- [Task goal] Copy out, unchanged, every line from the start of the records to the line that contains "use axum::extract::OriginalUri;", and stop there.

- [Supplied records]

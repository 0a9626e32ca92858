//! Preview server router using Axum
//!
//! Serves the Trunk-built frontend. Client routes fall back to `index.html`;
//! unknown `/api/*` paths are left to the real backend and answer 404.

use axum::extract::OriginalUri;
use axum::{http::StatusCode, response::IntoResponse, routing::get, Json, Router};
use std::path::Path;
use tower_http::cors::{Any, CorsLayer};
use tower_http::services::{ServeDir, ServeFile};

/// Create the preview router for a dist directory
pub fn create_router(dist: &Path) -> Router {
    let cors = CorsLayer::new()
        .allow_origin(Any)
        .allow_methods(Any)
        .allow_headers(Any);

    let api = Router::new()
        .route("/health", get(health_handler))
        .fallback(api_not_found);

    let spa = ServeDir::new(dist).fallback(ServeFile::new(dist.join("index.html")));

    Router::new()
        .nest("/api", api)
        .fallback_service(spa)
        .layer(cors)
}

async fn health_handler() -> Json<serde_json::Value> {
    Json(serde_json::json!({
        "status": "healthy",
        "service": "keeppt",
    }))
}

async fn api_not_found(OriginalUri(uri): OriginalUri) -> impl IntoResponse {
    tracing::debug!(%uri, "api route not handled by preview server");
    (
        StatusCode::NOT_FOUND,
        Json(serde_json::json!({
            "error": "not handled by the preview server",
            "path": uri.path(),
        })),
    )
}
//! Browser collaborators: local storage, viewport width, color preference,
//! full page loads.
//!
//! Only the app root calls into these; the shell components receive plain
//! values and stay renderable on the server.

use keeppt_core::{Breakpoints, ColorScheme, KeyValueStore, ViewportClass};
use leptos::leptos_dom::helpers::window_event_listener;
use leptos::logging::warn;
use leptos::prelude::*;

/// `window.localStorage`, read-only
pub struct BrowserStorage;

impl KeyValueStore for BrowserStorage {
    fn get(&self, key: &str) -> Option<String> {
        let storage = match web_sys::window().map(|w| w.local_storage()) {
            Some(Ok(Some(storage))) => storage,
            _ => {
                warn!("localStorage unavailable, {key} not read");
                return None;
            }
        };
        storage.get_item(key).ok().flatten()
    }
}

fn current_width() -> Option<f64> {
    web_sys::window()
        .and_then(|w| w.inner_width().ok())
        .and_then(|width| width.as_f64())
}

/// Viewport class and whether the user menu is hidden, re-measured on resize.
///
/// An unknown width counts as wide with the menu shown.
pub fn use_viewport(breakpoints: Breakpoints) -> (Signal<ViewportClass>, Signal<bool>) {
    let measure = move || {
        current_width()
            .map(|width| (breakpoints.classify(width), breakpoints.hides_user_menu(width)))
            .unwrap_or_default()
    };
    let (initial_class, initial_compact) = measure();
    let (viewport, set_viewport) = signal(initial_class);
    let (compact, set_compact) = signal(initial_compact);

    window_event_listener(leptos::ev::resize, move |_| {
        let (class, hides_menu) = measure();
        if viewport.get_untracked() != class {
            set_viewport.set(class);
        }
        if compact.get_untracked() != hides_menu {
            set_compact.set(hides_menu);
        }
    });

    (viewport.into(), compact.into())
}

/// `prefers-color-scheme` media query, light when unknown
pub fn preferred_color_scheme() -> ColorScheme {
    let dark = web_sys::window()
        .and_then(|w| w.match_media("(prefers-color-scheme: dark)").ok().flatten())
        .map(|query| query.matches())
        .unwrap_or(false);

    if dark {
        ColorScheme::Dark
    } else {
        ColorScheme::Light
    }
}

/// Paths handled by the backend rather than the client router
pub fn is_server_route(path: &str) -> bool {
    path == "/api" || path.starts_with("/api/")
}

/// Leave the SPA and let the server answer `path`
pub fn load_page(path: &str) {
    let Some(window) = web_sys::window() else {
        return;
    };
    if let Err(e) = window.location().set_href(path) {
        warn!("Failed to load {path}: {e:?}");
    }
}
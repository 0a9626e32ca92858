//! Inline Tabler-style SVG icons

use keeppt_core::{NavIcon, UserMenuItem};
use leptos::prelude::*;

/// Sidebar glyph for a navigation entry
#[component]
pub fn NavGlyph(icon: NavIcon) -> impl IntoView {
    match icon {
        NavIcon::Mailbox => view! {
            <svg xmlns="http://www.w3.org/2000/svg" width="16" height="16" viewBox="0 0 24 24" fill="none" stroke="currentColor" stroke-width="2" stroke-linecap="round" stroke-linejoin="round">
                <path d="M10 21v-6.5a3.5 3.5 0 0 0 -7 0v6.5h18v-6a4 4 0 0 0 -4 -4h-10.5"/>
                <path d="M12 11v-8h4l2 2l-2 2h-4"/>
                <path d="M6 15h1"/>
            </svg>
        }
        .into_any(),
        NavIcon::Link => view! {
            <svg xmlns="http://www.w3.org/2000/svg" width="16" height="16" viewBox="0 0 24 24" fill="none" stroke="currentColor" stroke-width="2" stroke-linecap="round" stroke-linejoin="round">
                <path d="M10 14a3.5 3.5 0 0 0 5 0l4 -4a3.5 3.5 0 0 0 -5 -5l-.5 .5"/>
                <path d="M14 10a3.5 3.5 0 0 0 -5 0l-4 4a3.5 3.5 0 0 0 5 5l.5 -.5"/>
            </svg>
        }
        .into_any(),
        NavIcon::Archive => view! {
            <svg xmlns="http://www.w3.org/2000/svg" width="16" height="16" viewBox="0 0 24 24" fill="none" stroke="currentColor" stroke-width="2" stroke-linecap="round" stroke-linejoin="round">
                <rect x="3" y="4" width="18" height="4" rx="2"/>
                <path d="M5 8v10a2 2 0 0 0 2 2h10a2 2 0 0 0 2 -2v-10"/>
                <path d="M10 12l4 0"/>
            </svg>
        }
        .into_any(),
        NavIcon::Settings => view! { <SettingsIcon size=16 /> }.into_any(),
    }
}

/// Gear icon, shared by the sidebar and the account menu item
#[component]
pub fn SettingsIcon(size: u32) -> impl IntoView {
    view! {
        <svg xmlns="http://www.w3.org/2000/svg" width=size.to_string() height=size.to_string() viewBox="0 0 24 24" fill="none" stroke="currentColor" stroke-width="2" stroke-linecap="round" stroke-linejoin="round">
            <path d="M10.325 4.317c.426 -1.756 2.924 -1.756 3.35 0a1.724 1.724 0 0 0 2.573 1.066c1.543 -.94 3.31 .826 2.37 2.37a1.724 1.724 0 0 0 1.065 2.572c1.756 .426 1.756 2.924 0 3.35a1.724 1.724 0 0 0 -1.066 2.573c.94 1.543 -.826 3.31 -2.37 2.37a1.724 1.724 0 0 0 -2.572 1.065c-.426 1.756 -2.924 1.756 -3.35 0a1.724 1.724 0 0 0 -2.573 -1.066c-1.543 .94 -3.31 -.826 -2.37 -2.37a1.724 1.724 0 0 0 -1.065 -2.572c-1.756 -.426 -1.756 -2.924 0 -3.35a1.724 1.724 0 0 0 1.066 -2.573c-.94 -1.543 .826 -3.31 2.37 -2.37c1 .608 2.296 .07 2.572 -1.065z"/>
            <circle cx="12" cy="12" r="3"/>
        </svg>
    }
}

/// Icon next to a user menu item
#[component]
pub fn MenuItemIcon(item: UserMenuItem) -> impl IntoView {
    match item {
        UserMenuItem::AccountSettings => view! { <SettingsIcon size=14 /> }.into_any(),
        UserMenuItem::Logout => view! {
            <svg xmlns="http://www.w3.org/2000/svg" width="14" height="14" viewBox="0 0 24 24" fill="none" stroke="currentColor" stroke-width="2" stroke-linecap="round" stroke-linejoin="round">
                <path d="M14 8v-2a2 2 0 0 0 -2 -2h-7a2 2 0 0 0 -2 2v12a2 2 0 0 0 2 2h7a2 2 0 0 0 2 -2v-2"/>
                <path d="M9 12h12l-3 -3"/>
                <path d="M18 15l3 -3"/>
            </svg>
        }
        .into_any(),
    }
}

#[component]
pub fn ChevronDownIcon() -> impl IntoView {
    view! {
        <svg xmlns="http://www.w3.org/2000/svg" width="12" height="12" viewBox="0 0 24 24" fill="none" stroke="currentColor" stroke-width="2" stroke-linecap="round" stroke-linejoin="round">
            <path d="M6 9l6 6l6 -6"/>
        </svg>
    }
}
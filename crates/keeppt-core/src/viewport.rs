//! Viewport classification against the theme breakpoints

use serde::{Deserialize, Serialize};

/// Named breakpoints in CSS pixels
#[derive(Debug, Clone, Copy, PartialEq, Eq, Serialize, Deserialize)]
#[serde(default)]
pub struct Breakpoints {
    pub xs: u32,
    pub sm: u32,
}

impl Default for Breakpoints {
    fn default() -> Self {
        Self { xs: 576, sm: 768 }
    }
}

impl Breakpoints {
    /// Classify a viewport width. `Wide` starts at `sm` inclusive.
    pub fn classify(&self, width: f64) -> ViewportClass {
        if width >= f64::from(self.sm) {
            ViewportClass::Wide
        } else {
            ViewportClass::Narrow
        }
    }

    /// Below `xs` there is no room for the user menu
    pub fn hides_user_menu(&self, width: f64) -> bool {
        width < f64::from(self.xs)
    }
}

/// Layout class the shell renders for
#[derive(Debug, Clone, Copy, PartialEq, Eq, Default)]
pub enum ViewportClass {
    /// Below `sm`: sidebar is a drawer driven by the toggle
    Narrow,
    /// `sm` and up: sidebar always visible, no toggle
    #[default]
    Wide,
}

impl ViewportClass {
    pub fn is_narrow(self) -> bool {
        self == ViewportClass::Narrow
    }

    /// The mobile toggle only exists below the breakpoint
    pub fn shows_toggle(self) -> bool {
        self.is_narrow()
    }
}
//! Keep page - saved items inbox

use leptos::prelude::*;

use crate::components::EmptyState;

/// Keep page - landing route
#[component]
pub fn Keep() -> impl IntoView {
    view! {
        <div class="page keep-page">
            <EmptyState
                title="Keep"
                description="Everything you keep shows up here, newest first."
                hint="Use the sidebar to switch between links and archives"
            />
        </div>
    }
}
//! Settings page

use leptos::prelude::*;

use crate::components::{use_current_user, EmptyState};

/// Settings page, also the target of the "Account settings" menu item
#[component]
pub fn Settings() -> impl IntoView {
    let hint = if use_current_user().as_value().is_null() {
        "Sign in to change account settings"
    } else {
        "Changes apply to this account only"
    };

    view! {
        <div class="page settings-page">
            <EmptyState title="Settings" description="Account and display preferences." hint />
        </div>
    }
}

- [Task output]
repository 0a9626e32ca92858
//! Preview server router using Axum
//!
//! Serves the Trunk-built frontend. Client routes fall back to `index.html`;
//! unknown `/api/*` paths are left to the real backend and answer 404.

use axum::extract::OriginalUri;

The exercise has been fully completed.